Indian bonds completed the longest stretch of weekly gains since April as a revival in monsoon rains improved the outlook for inflation and interest rates in Asia’s third-largest economy.

State-run banks, the largest holders of sovereign debt, bought a net 71.8 billion rupees ($1.1 billion) of securities on Thursday, the biggest single-day purchase since March 2015, Clearing Corp. of India Ltd. data show. Rainfall across India was 35 percent above normal in the seven days till July 6, according to the weather department, spurring optimism better crop output will help contain food costs, which have a significant bearing on overall inflation.

The yield on government notes due January 2026 fell four basis points from July 1 to 7.38 percent in Mumbai, according to prices from the central bank’s trading system. That took its decline to 12 basis points in the past three weeks, the longest run since mid-April. The yield was steady on Friday.

“A pickup in monsoon after a delayed start has improved sentiment,” said Badrish Kulhalli, a fixed-income fund manager at HDFC Standard Life Insurance Co. in Mumbai. “That, along with a benign global environment for bonds, has raised expectations of a further reduction in domestic interest rates.”

Thanks to strong recent showers, rainfall in the monsoon season that began June 1 was 1 percent above normal as of Thursday, compared with a deficit of 25 percent seen mid-June. The four-month spell affects both summer and winter sowing in India and a boost to farm output can thus help curb consumer food prices, which rose 7.55 percent in May, contributing to the fastest inflation in 21 months. The Reserve Bank of India has left benchmark borrowing costs unchanged since cutting them to a five-year low in April.

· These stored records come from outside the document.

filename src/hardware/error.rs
//! Location source error types

use serde::{Deserialize, Serialize};
use thiserror::Error;

/// Failure reported by the platform location sensor
#[derive(Debug, Clone, Copy, PartialEq, Eq, Error, Serialize, Deserialize)]
pub enum LocationError {
    /// User or OS refused location access
    #[error("location permission denied")]
    PermissionDenied,
    /// No fix could be obtained
    #[error("location unavailable")]
    Unavailable,
    /// Sensor did not deliver a fix in time
    #[error("location request timed out")]
    Timeout,
    /// Anything the platform does not classify
    #[error("unknown location error")]
    Unknown,
}

/// Result type for location source operations
pub type LocationResult<T> = Result<T, LocationError>;

impl LocationError {
    /// Map a platform geolocation error code (1, 2 or 3) to an error kind
    pub fn from_code(code: u16) -> Self {
        match code {
            1 => LocationError::PermissionDenied,
            2 => LocationError::Unavailable,
            3 => LocationError::Timeout,
            _ => LocationError::Unknown,
        }
    }

    /// Platform geolocation code, 0 for `Unknown`
    pub fn code(&self) -> u16 {
        match self {
            LocationError::PermissionDenied => 1,
            LocationError::Unavailable => 2,
            LocationError::Timeout => 3,
            LocationError::Unknown => 0,
        }
    }

    /// Message shown to the user in the status line
    pub fn status_message(&self) -> &'static str {
        match self {
            LocationError::PermissionDenied => "Location permission denied",
            LocationError::Unavailable => "GPS unavailable",
            LocationError::Timeout => "Timed out while getting location",
            LocationError::Unknown => "Unknown GPS error",
        }
    }

    /// Whether later samples may still arrive without user action
    pub fn is_recoverable(&self) -> bool {
        !matches!(self, LocationError::PermissionDenied)
    }
}
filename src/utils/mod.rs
//! Utility modules for configuration

pub mod config;

pub use config::{ConfigError, ConfigurationManager, ProximityConfig};
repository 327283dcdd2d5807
//! Location source interface

use crate::core::PositionSample;
use crate::hardware::LocationResult;

/// Platform location sensor feeding position samples to a session.
///
/// Sampling cadence belongs to the platform. A session drains the source by
/// calling [`poll`](LocationSource::poll) until it returns `Ok(None)`.
pub trait LocationSource {
    /// Begin watching the position
    fn start(&mut self) -> LocationResult<()>;

    /// Stop watching; pending samples may be discarded
    fn stop(&mut self);

    /// Whether the source is currently watching
    fn is_active(&self) -> bool;

    /// Take the next pending event.
    /// Returns Ok(Some(sample)) if a sample is available
    /// Returns Ok(None) if nothing is pending
    /// Returns Err(error) if the sensor reported a failure for this sample
    fn poll(&mut self) -> LocationResult<Option<PositionSample>>;
}
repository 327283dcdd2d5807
//! Session controller for event-driven hosts
//!
//! A [`ProximitySession`] owns the tracker, the location source and the
//! presenter for one run of the app. The host forwards destination picks and
//! calls [`process`](ProximitySession::process) whenever the source may have
//! new samples; the session turns each tracker result into a [`StatusView`]
//! and invokes the haptic alert exactly when the tracker reports an arrival.

use crate::api::formatting::{
    distance_text, format_accuracy, CHOOSE_DESTINATION_TEXT, DESTINATION_CLEARED_TEXT,
    DESTINATION_NEARBY_TEXT, DESTINATION_SET_TEXT, GPS_STOPPED_TEXT, INITIALIZING_TEXT,
    STARTING_GPS_TEXT, WAITING_FOR_LOCATION_TEXT,
};
use crate::api::presenter::Presenter;
use crate::api::types::{
    MapView, SessionError, SessionResult, SessionStats, StatusView, VibrationPattern,
};
use crate::core::{GeoPoint, PositionSample};
use crate::hardware::LocationSource;
use crate::processing::{ProximityTracker, TrackerSnapshot};
use crate::utils::ProximityConfig;
use log::{debug, info, warn};

/// Upper bound on events drained by a single `process` call
pub const MAX_EVENTS_PER_PROCESS: u32 = 256;

/// One user session: tracker, location source and presenter
pub struct ProximitySession<S: LocationSource, P: Presenter> {
    tracker: ProximityTracker,
    source: S,
    presenter: P,
    vibration: VibrationPattern,
    map_zoom: u8,
    view: StatusView,
    has_fix: bool,
    started: bool,
    stats: SessionStats,
}

impl<S: LocationSource, P: Presenter> ProximitySession<S, P> {
    /// Create a session. The configuration is validated first.
    pub fn new(config: &ProximityConfig, source: S, presenter: P) -> SessionResult<Self> {
        config.validate()?;
        let tracker = ProximityTracker::new(config.alert_distance_km)?;

        let view = StatusView {
            distance_text: INITIALIZING_TEXT.to_string(),
            status_text: WAITING_FOR_LOCATION_TEXT.to_string(),
            alert_active: false,
            user_position: None,
            destination: None,
            recenter: Some(MapView {
                center: config.map_default_center,
                zoom: config.map_default_zoom,
            }),
        };

        Ok(Self {
            tracker,
            source,
            presenter,
            vibration: config.vibration_pattern(),
            map_zoom: config.map_default_zoom,
            view,
            has_fix: false,
            started: false,
            stats: SessionStats::default(),
        })
    }

    /// Render the initial screen and start watching the position
    pub fn start(&mut self) -> SessionResult<()> {
        self.presenter.render(&self.view);
        self.view.recenter = None;

        if let Err(error) = self.source.start() {
            warn!("Location source failed to start: {}", error);
            self.stats.source_errors += 1;
            self.view.status_text = error.status_message().to_string();
            self.presenter.render(&self.view);
            return Err(SessionError::Location(error));
        }

        info!("Session started");
        self.started = true;
        self.view.status_text = STARTING_GPS_TEXT.to_string();
        self.presenter.render(&self.view);
        Ok(())
    }

    /// Stop watching the position. Tracker state is kept.
    pub fn stop(&mut self) {
        if !self.started {
            return;
        }
        self.source.stop();
        self.started = false;
        info!("Session stopped");

        self.view.status_text = GPS_STOPPED_TEXT.to_string();
        self.presenter.render(&self.view);
    }

    /// Drain pending samples from the source into the tracker.
    ///
    /// Returns the number of samples applied. Source errors are shown to the
    /// user and draining continues with the next event, except for errors
    /// that need user action, which stop the session.
    pub fn process(&mut self) -> SessionResult<u32> {
        if !self.started {
            return Err(SessionError::NotStarted);
        }

        let mut applied = 0;
        for _ in 0..MAX_EVENTS_PER_PROCESS {
            match self.source.poll() {
                Ok(Some(sample)) => {
                    if self.apply_sample(&sample) {
                        applied += 1;
                    }
                }
                Ok(None) => break,
                Err(error) => {
                    warn!("Location source error: {}", error);
                    self.stats.source_errors += 1;
                    self.view.status_text = error.status_message().to_string();
                    self.presenter.render(&self.view);
                    if !error.is_recoverable() {
                        self.source.stop();
                        self.started = false;
                        info!("Session stopped until location access is granted");
                        break;
                    }
                }
            }
        }

        Ok(applied)
    }

    /// Handle a destination pick from the map
    pub fn set_destination(&mut self, point: GeoPoint) -> SessionResult<()> {
        self.tracker.set_destination(point)?;

        self.view.destination = Some(point);
        self.view.alert_active = false;
        self.view.status_text = DESTINATION_SET_TEXT.to_string();
        self.presenter.render(&self.view);
        Ok(())
    }

    /// Remove the destination marker and disarm the alert
    pub fn clear_destination(&mut self) {
        self.tracker.reset();

        self.view.destination = None;
        self.view.alert_active = false;
        if self.has_fix {
            self.view.distance_text = CHOOSE_DESTINATION_TEXT.to_string();
        }
        self.view.status_text = DESTINATION_CLEARED_TEXT.to_string();
        self.presenter.render(&self.view);
    }

    fn apply_sample(&mut self, sample: &PositionSample) -> bool {
        let result = match self.tracker.update_position(sample) {
            Ok(result) => result,
            Err(error) => {
                warn!("Rejected position sample: {}", error);
                self.stats.samples_rejected += 1;
                return false;
            }
        };
        self.stats.samples_processed += 1;
        debug!(
            "Fix ({:.5}, {:.5}) ±{:.0} m",
            sample.point.latitude, sample.point.longitude, sample.accuracy_m
        );

        self.view.recenter = if self.has_fix {
            None
        } else {
            Some(MapView {
                center: sample.point,
                zoom: self.map_zoom,
            })
        };
        self.has_fix = true;

        self.view.user_position = Some(sample.point);
        self.view.distance_text = distance_text(result.distance_km);
        self.view.status_text = format_accuracy(sample.accuracy_m);

        if result.alert_triggered {
            self.stats.alerts_fired += 1;
            self.view.alert_active = true;
            self.view.status_text = DESTINATION_NEARBY_TEXT.to_string();
        }

        self.presenter.render(&self.view);
        self.view.recenter = None;
        if result.alert_triggered {
            self.presenter.alert(&self.vibration);
        }
        true
    }

    /// Current screen state
    pub fn view(&self) -> &StatusView {
        &self.view
    }

    /// Copy of the tracker state
    pub fn snapshot(&self) -> TrackerSnapshot {
        self.tracker.snapshot()
    }

    /// Tracker owned by this session
    pub fn tracker(&self) -> &ProximityTracker {
        &self.tracker
    }

    /// Counters since the session was created
    pub fn stats(&self) -> SessionStats {
        self.stats
    }

    /// Whether the location source is being drained
    pub fn is_started(&self) -> bool {
        self.started
    }

    /// Presenter owned by this session
    pub fn presenter(&self) -> &P {
        &self.presenter
    }

    /// Mutable access to the presenter
    pub fn presenter_mut(&mut self) -> &mut P {
        &mut self.presenter
    }

    /// Location source owned by this session
    pub fn source(&self) -> &S {
        &self.source
    }

    /// Mutable access to the location source, e.g. to feed a mock
    pub fn source_mut(&mut self) -> &mut S {
        &mut self.source
    }
}
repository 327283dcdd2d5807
//! Input validation

pub mod error;

pub use error::{TrackerError, TrackerResult};
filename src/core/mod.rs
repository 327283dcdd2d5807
//! Core types and constants for the proximity tracker

pub mod types;
pub mod constants;

pub use types::*;
pub use constants::*;
//! Location source abstraction
//!
//! This module isolates the platform location sensor behind the
//! [`LocationSource`] trait, with a channel-backed implementation for
//! callback-driven platforms and a scripted mock for tests.

pub mod source;
pub mod channel;
pub mod mock;
pub mod error;

pub use source::LocationSource;
pub use channel::{location_channel, ChannelLocationSource, LocationSender};
pub use mock::MockLocationSource;
pub use error::{LocationError, LocationResult};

HDFC Standard Life expects the 10-year yield to drop another 5-10 basis points over the next couple of months, Kulhalli said. Bonds maturing in five and seven years have rallied more than the 10-year securities this week as improving financial-system liquidity helps drive short-term rates lower. India sold 150 billion rupees of sovereign debt at an auction as planned on Friday, as per a central bank statement.

The rupee weakened 0.1 percent this week to 67.37 a dollar, prices from local banks compiled by Bloomberg show. The currency, which was little changed on Friday, has depreciated 1.8 percent this year.